╭──

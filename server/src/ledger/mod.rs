//! Inventory Ledger
//!
//! The one component allowed to mutate the three coupled aggregates:
//! `product.stock_qty`, `item.quantity`/`item.total_price` and
//! `order.total_price`. Every operation is one atomic multi-statement
//! transaction; either the whole write set commits or none of it does.
//!
//! Invariants enforced here:
//!
//! 1. `order.total_price == Σ item.total_price` over the order's items
//! 2. `product.stock_qty >= 0`, always evaluated against the post-delta
//!    value, not a pre-operation snapshot
//! 3. `item.total_price` is a snapshot of `quantity * selling_price`
//!    taken at write time, never recomputed on read
//!
//! All aggregate updates are increment/decrement based (`+=` / `-=`), so
//! concurrent operations on different items sharing a product or an order
//! compose without lost updates. Preconditions are checked before the
//! transaction opens; anything discovered inside the transaction aborts
//! it via `THROW`, which rolls back every statement.

use chrono::Utc;
use surrealdb::{RecordId, Surreal};
use surrealdb::engine::local::Db;
use thiserror::Error;

use crate::db::models::{Item, Order, Product};
use crate::db::repository::record_id;

#[cfg(test)]
mod tests;

// Sentinels thrown inside transactions; the error mapper looks for them
// in the statement errors of an aborted transaction.
const T_INSUFFICIENT_STOCK: &str = "INSUFFICIENT_STOCK";
const T_PRODUCT_MISSING: &str = "PRODUCT_MISSING";
const T_ORDER_MISSING: &str = "ORDER_MISSING";
const T_ITEM_MISSING: &str = "ITEM_MISSING";

/// Ledger error taxonomy
#[derive(Debug, Error)]
pub enum LedgerError {
    /// Referenced product, order or item does not exist. No retry.
    #[error("Not found: {0}")]
    NotFound(String),

    /// Requested quantity exceeds the available stock (post-delta).
    /// The caller must resubmit with a valid value.
    #[error("Invalid quantity: {0}")]
    InvalidQuantity(String),

    /// The atomic write set failed at the storage layer (e.g. a
    /// concurrent conflict). Nothing was written; safe to retry.
    #[error("Transaction aborted: {0}")]
    TransactionAborted(String),

    /// An item references an order or product that vanished after the
    /// precondition reads. Data-integrity fault: logged, not repaired.
    #[error("Data integrity fault: {0}")]
    IntegrityFault(String),

    #[error("Database error: {0}")]
    Database(String),
}

pub type LedgerResult<T> = Result<T, LedgerError>;

/// The inventory ledger. Cheap to construct per request; the database
/// handle is internally shared.
#[derive(Clone)]
pub struct InventoryLedger {
    db: Surreal<Db>,
}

╰──

To do: From the line that contains "Ledger error taxonomy" through the final line of the material, copy every line exactly, including both ends.

Solution to this task:
/// Ledger error taxonomy
#[derive(Debug, Error)]
pub enum LedgerError {
    /// Referenced product, order or item does not exist. No retry.
    #[error("Not found: {0}")]
    NotFound(String),

    /// Requested quantity exceeds the available stock (post-delta).
    /// The caller must resubmit with a valid value.
    #[error("Invalid quantity: {0}")]
    InvalidQuantity(String),

    /// The atomic write set failed at the storage layer (e.g. a
    /// concurrent conflict). Nothing was written; safe to retry.
    #[error("Transaction aborted: {0}")]
    TransactionAborted(String),

    /// An item references an order or product that vanished after the
    /// precondition reads. Data-integrity fault: logged, not repaired.
    #[error("Data integrity fault: {0}")]
    IntegrityFault(String),

    #[error("Database error: {0}")]
    Database(String),
}

pub type LedgerResult<T> = Result<T, LedgerError>;

/// The inventory ledger. Cheap to construct per request; the database
/// handle is internally shared.
#[derive(Clone)]
pub struct InventoryLedger {
    db: Surreal<Db>,
}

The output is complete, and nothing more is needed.